The Iraqi prison scandal is another example of how the Bush administration’s inept foreign policy has created a recruiting bonanza for Al Qaeda. Al Qaeda can now use the prison pictures to recruit fighters to come to Iraq to fight Americans. I have heardmany well intentioned Bush supporters argue that it is better to fight Al Qaeda in Iraq than in the United States. They are correct. It is better to fight Al Qaeda anywhere but in the United States but what they do not realize is that for the foreseeable future Al Qaeda has an inexhaustible supply of recruits. We cannot win this war on the battlefield simply by killing more of them than they kill of us. The only way to win this war is for us to win the hearts and minds of the young people of the Islamic world. We must show these young people that they have alternatives to the poverty and corrupt governments that controls their lives. We must reach Muslim youth like we have reached the youth of China and India. They must, in their lives, see the realistic possibility of obtaining for themselves what we call the good life. Instead of seventy virgins in the after life young Muslins must learn to see that they can become upwardly mobile within their societies.
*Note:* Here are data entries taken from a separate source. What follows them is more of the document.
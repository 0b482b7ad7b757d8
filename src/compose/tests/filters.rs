//! Filter predicate tests.

use uuid::Uuid;

use crate::compose::{FilterClause, QueryComposer};
use crate::error::SybilError;
use crate::value::Value;

#[test]
fn test_value_filter_binds_parameter() {
    let composer = QueryComposer::new("SELECT * FROM users");
    let (query, params) = composer
        .apply_filters(composer.base(), &[FilterClause::new("status", "active")])
        .unwrap();

    assert_eq!(query, "SELECT * FROM users WHERE status = :filter_0");
    assert_eq!(params.get("filter_0"), Some(&Value::String("active".into())));
    assert_eq!(params.len(), 1);
}

#[test]
fn test_null_filter_emits_is_null_without_parameter() {
    let composer = QueryComposer::new("SELECT * FROM users");
    let (query, params) = composer
        .apply_filters(composer.base(), &[FilterClause::new("deleted", Value::Null)])
        .unwrap();

    assert_eq!(query, "SELECT * FROM users WHERE deleted IS NULL");
    assert!(params.is_empty());
}

#[test]
fn test_existing_where_is_extended_with_and() {
    let composer = QueryComposer::new("SELECT * FROM users WHERE active = 1");
    let (query, _) = composer
        .apply_filters(composer.base(), &[FilterClause::new("status", "active")])
        .unwrap();

    assert_eq!(
        query,
        "SELECT * FROM users WHERE active = 1 AND status = :filter_0"
    );
}

#[test]
fn test_predicates_join_in_insertion_order() {
    let composer = QueryComposer::new("SELECT * FROM users");
    let filters = vec![
        FilterClause::new("deleted", Value::Null),
        FilterClause::new("status", "active"),
    ];
    let (query, params) = composer.apply_filters(composer.base(), &filters).unwrap();

    // Parameter names track filter position, so the null filter at index 0
    // leaves a gap rather than shifting later names.
    assert_eq!(
        query,
        "SELECT * FROM users WHERE deleted IS NULL AND status = :filter_1"
    );
    assert_eq!(params.len(), 1);
    assert!(params.contains_key("filter_1"));
}

#[test]
fn test_duplicate_columns_produce_duplicate_predicates() {
    let composer = QueryComposer::new("SELECT * FROM events");
    let filters = vec![
        FilterClause::new("kind", "create"),
        FilterClause::new("kind", "delete"),
    ];
    let (query, params) = composer.apply_filters(composer.base(), &filters).unwrap();

    assert_eq!(
        query,
        "SELECT * FROM events WHERE kind = :filter_0 AND kind = :filter_1"
    );
    assert_eq!(params.len(), 2);
}

#[test]
fn test_typed_scalar_values_bind() {
    let composer = QueryComposer::new("SELECT * FROM sessions");
    let id = Uuid::new_v4();
    let filters = vec![
        FilterClause::new("user_id", id),
        FilterClause::new("attempts", 3i64),
    ];
    let (_, params) = composer.apply_filters(composer.base(), &filters).unwrap();

    assert_eq!(params.get("filter_0"), Some(&Value::Uuid(id)));
    assert_eq!(params.get("filter_1"), Some(&Value::Int(3)));
}

#[test]
fn test_invalid_column_fails_closed() {
    let composer = QueryComposer::new("SELECT * FROM users");
    let err = composer
        .apply_filters(
            composer.base(),
            &[FilterClause::new("status; DROP TABLE users", "x")],
        )
        .unwrap_err();

    assert!(matches!(err, SybilError::InvalidIdentifier(_)));
}

#[test]
fn test_empty_filters_leave_query_unchanged() {
    let composer = QueryComposer::new("SELECT * FROM users");
    let (query, params) = composer.apply_filters(composer.base(), &[]).unwrap();

    assert_eq!(query, "SELECT * FROM users");
    assert!(params.is_empty());
}
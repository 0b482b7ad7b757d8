//! PostgreSQL to Sybase statement translation.
//!
//! An ordered pipeline of eight text-to-text stages. Each stage is total:
//! input carrying none of its trigger tokens passes through unchanged, so
//! translation as a whole never fails.
//!
//! Stage order is fixed; later stages operate on the output of earlier
//! ones, and output stability depends on one canonical order.
//!
//! ```
//! use sybil::translate;
//!
//! let sql = translate("SELECT * FROM t LIMIT 10 OFFSET 20");
//! assert_eq!(sql, "SELECT TOP 10 START AT 21 * FROM t");
//! ```

mod limit;
mod rules;

#[cfg(test)]
mod tests;

pub use limit::{LimitRewriter, RowBounds};

use lazy_static::lazy_static;
use regex::Regex;
use tracing::trace;

use crate::dialect::{SqlGenerator, SybaseGenerator};
use crate::scanner::{QuoteScanner, QuoteState};

lazy_static! {
    static ref TRANSLATOR: Translator = Translator::new();
}

/// Translate a single PostgreSQL statement into Sybase ASE syntax.
///
/// Uses a process-wide [`Translator`] whose rule tables are compiled once.
/// Behavior is undefined for multi-statement scripts and for statements
/// whose row-limiting clause is not the final clause of the text.
pub fn translate(sql: &str) -> String {
    TRANSLATOR.translate(sql)
}

/// The dialect-translation pipeline with its compiled rule tables.
///
/// Construction compiles every pattern; all later calls only read. A single
/// instance is safe to share across threads.
pub struct Translator {
    bool_rules: Vec<(Regex, &'static str)>,
    type_rules: Vec<(Regex, &'static str)>,
    function_rules: Vec<(Regex, &'static str)>,
    returning_pattern: Regex,
    ilike_pattern: Regex,
    limit: LimitRewriter,
    generator: SybaseGenerator,
}

impl Default for Translator {
    fn default() -> Self {
        Self::new()
    }
}

impl Translator {
    pub fn new() -> Self {
        let generator = SybaseGenerator;
        let bool_rules = vec![
            (Regex::new(r"(?i)\bTRUE\b").unwrap(), generator.bool_literal(true)),
            (Regex::new(r"(?i)\bFALSE\b").unwrap(), generator.bool_literal(false)),
        ];
        let type_rules = rules::TYPE_RULES
            .iter()
            .map(|(pattern, replacement)| {
                let re = Regex::new(&format!(r"(?i)\b{}\b", regex::escape(pattern))).unwrap();
                (re, *replacement)
            })
            .collect();
        let function_rules = rules::FUNCTION_RULES
            .iter()
            .map(|(pattern, replacement)| {
                let re = Regex::new(&format!("(?i){}", regex::escape(pattern))).unwrap();
                (re, *replacement)
            })
            .collect();
        Self {
            bool_rules,
            type_rules,
            function_rules,
            returning_pattern: Regex::new(r"(?i)\bRETURNING\s+[\w\s,*]+$").unwrap(),
            ilike_pattern: Regex::new(r"(?i)(\w+)\s+ILIKE\s+('[^']*')").unwrap(),
            limit: LimitRewriter::new(),
            generator,
        }
    }

    /// Run the full pipeline. Empty or all-whitespace input is returned
    /// unchanged; otherwise the result is trimmed.
    pub fn translate(&self, sql: &str) -> String {
        if sql.trim().is_empty() {
            return sql.to_string();
        }

        let out = self.rewrite_booleans(sql);
        let out = self.rewrite_concatenation(&out);
        let out = self.rewrite_types(&out);
        let out = self.rewrite_functions(&out);
        let out = self.rewrite_identifier_quotes(&out);
        let out = self.limit.rewrite(&out);
        let out = self.neutralize_returning(&out);
        let out = self.rewrite_ilike(&out);

        trace!(input_len = sql.len(), output_len = out.len(), "translated statement");
        out.trim().to_string()
    }

    /// Stage 1: TRUE/FALSE to 1/0, word-boundary delimited so a keyword
    /// embedded in a longer identifier is never altered.
    fn rewrite_booleans(&self, sql: &str) -> String {
        self.bool_rules
            .iter()
            .fold(sql.to_string(), |acc, (re, replacement)| {
                re.replace_all(&acc, *replacement).into_owned()
            })
    }

    /// Stage 2: `||` to the target concatenation operator, outside quoted
    /// regions only.
    fn rewrite_concatenation(&self, sql: &str) -> String {
        let chars: Vec<char> = sql.chars().collect();
        let mut out = String::with_capacity(sql.len());
        let mut scanner = QuoteScanner::new();
        let mut i = 0;
        while i < chars.len() {
            let ch = chars[i];
            let state = scanner.advance(ch);
            if state.outside() && ch == '|' && chars.get(i + 1) == Some(&'|') {
                out.push_str(self.generator.concat_operator());
                scanner.advance('|');
                i += 2;
                continue;
            }
            out.push(ch);
            i += 1;
        }
        out
    }

    /// Stage 3: type keywords, word-boundary delimited, in table order.
    fn rewrite_types(&self, sql: &str) -> String {
        self.type_rules
            .iter()
            .fold(sql.to_string(), |acc, (re, replacement)| {
                re.replace_all(&acc, *replacement).into_owned()
            })
    }

    /// Stage 4: function names, matched with their opening parenthesis
    /// where the call shape allows, in table order.
    fn rewrite_functions(&self, sql: &str) -> String {
        self.function_rules
            .iter()
            .fold(sql.to_string(), |acc, (re, replacement)| {
                re.replace_all(&acc, *replacement).into_owned()
            })
    }

    /// Stage 5: double-quoted identifiers to the target quote pair, string
    /// literal content untouched.
    fn rewrite_identifier_quotes(&self, sql: &str) -> String {
        let (open, close) = self.generator.identifier_quotes();
        let mut out = String::with_capacity(sql.len());
        let mut scanner = QuoteScanner::new();
        for ch in sql.chars() {
            let before = scanner.state();
            let after = scanner.advance(ch);
            match (before, after) {
                (QuoteState::Outside, QuoteState::InIdentifier) => out.push(open),
                (QuoteState::InIdentifier, QuoteState::Outside) => out.push(close),
                _ => out.push(ch),
            }
        }
        out
    }

    /// Stage 7: a trailing RETURNING clause has no Sybase equivalent; keep
    /// it as a line comment so the information is not silently dropped.
    fn neutralize_returning(&self, sql: &str) -> String {
        self.returning_pattern
            .replace(sql, |caps: &regex::Captures| {
                format!(
                    "-- {} (RETURNING not supported in Sybase, use SELECT after INSERT/UPDATE)",
                    &caps[0]
                )
            })
            .into_owned()
    }

    /// Stage 8: ILIKE has no Sybase spelling; wrap both operands in UPPER()
    /// over a plain LIKE.
    fn rewrite_ilike(&self, sql: &str) -> String {
        self.ilike_pattern
            .replace_all(sql, |caps: &regex::Captures| {
                self.generator.fuzzy_compare(&caps[1], &caps[2])
            })
            .into_owned()
    }

    /// Structured row bounds for callers holding integer limits instead of
    /// LIMIT text. See [`LimitRewriter::apply_bounds`].
    pub fn apply_bounds(&self, sql: &str, bounds: RowBounds) -> String {
        self.limit.apply_bounds(sql, bounds)
    }
}
//! Rewrite rule tables.
//!
//! Read-only match/replacement pairs, compiled once per [`Translator`] and
//! never written afterwards. Word-boundary tables match whole keywords
//! case-insensitively; the function table matches raw substrings so a call
//! is recognized together with its opening parenthesis.
//!
//! [`Translator`]: super::Translator

/// PostgreSQL type keywords and their Sybase spellings.
///
/// Order is significant: multi-word variants precede their one-word
/// prefixes, so `TIMESTAMP WITH TIME ZONE` maps as a unit before the bare
/// `TIMESTAMP` rule can fire on its first word.
pub const TYPE_RULES: &[(&str, &str)] = &[
    ("BIGSERIAL", "NUMERIC(19,0) IDENTITY"),
    ("SMALLSERIAL", "NUMERIC(5,0) IDENTITY"),
    ("SERIAL", "NUMERIC(10,0) IDENTITY"),
    ("BOOLEAN", "BIT"),
    ("BYTEA", "IMAGE"),
    ("TEXT", "VARCHAR(MAX)"),
    ("DOUBLE PRECISION", "DOUBLE PRECISION"),
    ("TIMESTAMP WITHOUT TIME ZONE", "DATETIME"),
    ("TIMESTAMP WITH TIME ZONE", "DATETIME"),
    ("TIMESTAMP", "DATETIME"),
];

/// PostgreSQL built-ins and their Sybase equivalents.
///
/// Matched as substrings, so entries for real calls include the opening
/// parenthesis. Order is significant: `CURRENT_TIMESTAMP` precedes its
/// prefix `CURRENT_TIME`.
pub const FUNCTION_RULES: &[(&str, &str)] = &[
    ("NOW()", "GETDATE()"),
    ("CURRENT_TIMESTAMP", "GETDATE()"),
    ("CURRENT_DATE", "CONVERT(DATE, GETDATE())"),
    ("CURRENT_TIME", "CONVERT(TIME, GETDATE())"),
    ("LENGTH(", "LEN("),
    ("SUBSTR(", "SUBSTRING("),
    ("RANDOM()", "RAND()"),
];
This is not their present reality. Preemptive wars such as the ill advised war in Iraq may successfully change a regime but will it end the translational recruitment of young terrorists? I do not believe that it will. America must encourage a policy of openness and restructuring of the economies of the Islamic world. Hope for the young people must be the centerpiece of our war on terrorism. Our military must systematically crush the Al Qaeda leadership but it must be sophisticated enough to appreciate the difference between secular political movements like the Iraqi and Syrian Bathist parties and religious movements like the Shite political and religious movement in Iran and in Iraq and the predominantly Sunni Al Qaeda movement which developed in Afghanistan and Saudi Arabia with its philosophical roots deriving from the Egyptian Islamic Brotherhood. We must learn to effectively navigate through the intricate strands of religious and secular politics in the Muslim world. All Muslins are not alike. We must win the hearts and minds of the young while defending ourselves against our ever present enemies. Time is short. I hope America understands what we are facing soon.